**REQUIRED ACTION**
Examine each line of the data. Copy those that contain the string "AccumulationBuffer".

Records from a data source
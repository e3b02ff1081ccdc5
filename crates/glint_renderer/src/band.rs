//! Scanline bands: the unit of parallel work.
//!
//! The image is cut into horizontal bands of a fixed number of scanlines
//! (the last band absorbs the remainder). The accumulation buffer is stored
//! band by band so each band can be moved into exactly one render task per
//! frame and handed back when the task is done. Tasks therefore never share
//! pixels.
//!
//! Scanlines are counted from the bottom of the image (line 0 = bottom);
//! pixel storage is row-major from the top, matching the presentation buffer.

use std::sync::Arc;

use rand::RngCore;
use rayon::prelude::*;

use crate::tracer::{color_to_rgba, render_pixel, SampleOffsets, TraceSettings};
use crate::{Color, Scene, ViewPlane, Viewport};

/// Split `height` scanlines into `[min, max)` ranges of `lines_per_band`.
///
/// Ranges are returned bottom-up. The last range absorbs the remainder.
pub fn generate_bands(height: u32, lines_per_band: u32) -> Vec<(u32, u32)> {
    let lines_per_band = lines_per_band.max(1);
    let count = height.div_ceil(lines_per_band).max(1);

    (0..count)
        .map(|t| {
            let min = t * lines_per_band;
            let max = if t + 1 == count {
                height
            } else {
                (t + 1) * lines_per_band
            };
            (min, max)
        })
        .collect()
}

/// Accumulated colors of one scanline range.
#[derive(Debug, Clone, PartialEq)]
pub struct Band {
    min_line: u32,
    max_line: u32,
    width: u32,
    /// Row-major, first row is `max_line - 1`
    pixels: Vec<Color>,
}

impl Band {
    /// Create a zeroed band covering `[min_line, max_line)`.
    pub fn new(min_line: u32, max_line: u32, width: u32) -> Self {
        let rows = max_line.saturating_sub(min_line) as usize;
        Self {
            min_line,
            max_line,
            width,
            pixels: vec![Color::ZERO; rows * width as usize],
        }
    }

    pub fn min_line(&self) -> u32 {
        self.min_line
    }

    pub fn max_line(&self) -> u32 {
        self.max_line
    }

    /// Number of scanlines in the band.
    pub fn rows(&self) -> u32 {
        self.max_line - self.min_line
    }

    /// Accumulated color of scanline `line`, column `x`, if the band covers it.
    pub fn get(&self, x: u32, line: u32) -> Option<Color> {
        if x >= self.width || !(self.min_line..self.max_line).contains(&line) {
            return None;
        }
        Some(self.pixels[self.index(x, line)])
    }

    /// Add `color` into the cell at scanline `line`, column `x`.
    pub fn add(&mut self, x: u32, line: u32, color: Color) {
        let index = self.index(x, line);
        self.pixels[index] += color;
    }

    pub fn pixels(&self) -> &[Color] {
        &self.pixels
    }

    fn clear(&mut self) {
        self.pixels.fill(Color::ZERO);
    }

    fn index(&self, x: u32, line: u32) -> usize {
        debug_assert!(line >= self.min_line && line < self.max_line);
        debug_assert!(x < self.width);
        (self.max_line - 1 - line) as usize * self.width as usize + x as usize
    }
}

/// Running sum of every refinement iteration since the last clear.
#[derive(Debug, Clone, PartialEq)]
pub struct AccumulationBuffer {
    width: u32,
    height: u32,
    lines_per_band: u32,
    /// Sorted by `min_line`; empty while the bands are out with the workers
    bands: Vec<Band>,
}

impl AccumulationBuffer {
    /// Allocate a zeroed buffer for `viewport`.
    pub fn new(viewport: &Viewport, lines_per_band: u32) -> Self {
        let lines_per_band = lines_per_band.max(1);
        let bands = generate_bands(viewport.height(), lines_per_band)
            .into_iter()
            .map(|(min, max)| Band::new(min, max, viewport.width()))
            .collect();

        Self {
            width: viewport.width(),
            height: viewport.height(),
            lines_per_band,
            bands,
        }
    }

    pub fn width(&self) -> u32 {
        self.width
    }

    pub fn height(&self) -> u32 {
        self.height
    }

    /// Number of bands (and therefore render tasks per frame).
    pub fn band_count(&self) -> usize {
        self.height.div_ceil(self.lines_per_band).max(1) as usize
    }

    /// The `[min, max)` scanline range of every band, bottom-up.
    pub fn ranges(&self) -> Vec<(u32, u32)> {
        generate_bands(self.height, self.lines_per_band)
    }

    /// Zero every cell.
    pub fn clear(&mut self) {
        self.bands.iter_mut().for_each(Band::clear);
    }

    /// Accumulated color at column `x`, output row `row` (0 = top).
    ///
    /// `None` outside the image or while the bands are out with the workers.
    pub fn get(&self, x: u32, row: u32) -> Option<Color> {
        if x >= self.width || row >= self.height || self.bands.is_empty() {
            return None;
        }
        let line = self.height - 1 - row;
        self.band_for_line(line).get(x, line)
    }

    /// Move every band out so it can be handed to a task.
    pub fn take_bands(&mut self) -> Vec<Band> {
        std::mem::take(&mut self.bands)
    }

    /// Put bands back after a frame. The full set must be returned.
    pub fn restore(&mut self, mut bands: Vec<Band>) {
        debug_assert_eq!(bands.len(), self.band_count());
        bands.sort_by_key(Band::min_line);
        self.bands = bands;
    }

    /// Write the time-averaged image into `pixels` as packed RGBA.
    ///
    /// With no iterations yet every pixel is opaque black.
    pub fn resolve_into(&self, iterations: u32, pixels: &mut [u32]) {
        let width = self.width as usize;
        debug_assert_eq!(pixels.len(), width * self.height as usize);
        if iterations == 0 || self.bands.is_empty() {
            pixels.par_iter_mut().for_each(|pixel| *pixel = color_to_rgba(Color::ZERO));
            return;
        }

        let inv_iterations = 1.0 / iterations as f32;
        pixels
            .par_chunks_mut(width)
            .enumerate()
            .for_each(|(row, out)| {
                let line = self.height - 1 - row as u32;
                let band = self.band_for_line(line);
                let start = band.index(0, line);
                let colors = &band.pixels[start..start + width];
                for (pixel, color) in out.iter_mut().zip(colors) {
                    *pixel = color_to_rgba(*color * inv_iterations);
                }
            });
    }

    fn band_for_line(&self, line: u32) -> &Band {
        let last = self.bands.len().saturating_sub(1) as u32;
        let index = (line / self.lines_per_band).min(last);
        &self.bands[index as usize]
    }
}

/// One unit of work: add one refinement iteration into a band.
pub struct RenderTask {
    pub scene: Arc<Scene>,
    pub plane: ViewPlane,
    pub viewport: Viewport,
    pub samples: SampleOffsets,
    pub settings: TraceSettings,
    pub band: Band,
}

impl RenderTask {
    /// Trace every pixel of the band and return it with the new samples added.
    pub fn run(mut self, rng: &mut dyn RngCore) -> Band {
        let (min, max) = (self.band.min_line(), self.band.max_line());

        for j in (min..max).rev() {
            for i in 0..self.viewport.width() {
                let color = render_pixel(
                    i,
                    j,
                    &self.plane,
                    &self.viewport,
                    &self.samples,
                    &self.scene,
                    &self.settings,
                    rng,
                );
                self.band.add(i, j, color);
            }
        }

        log::trace!("Rendered lines {}..{}", min, max);
        self.band
    }
}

**COMPLETED EXERCISE**
pub struct AccumulationBuffer {
impl AccumulationBuffer {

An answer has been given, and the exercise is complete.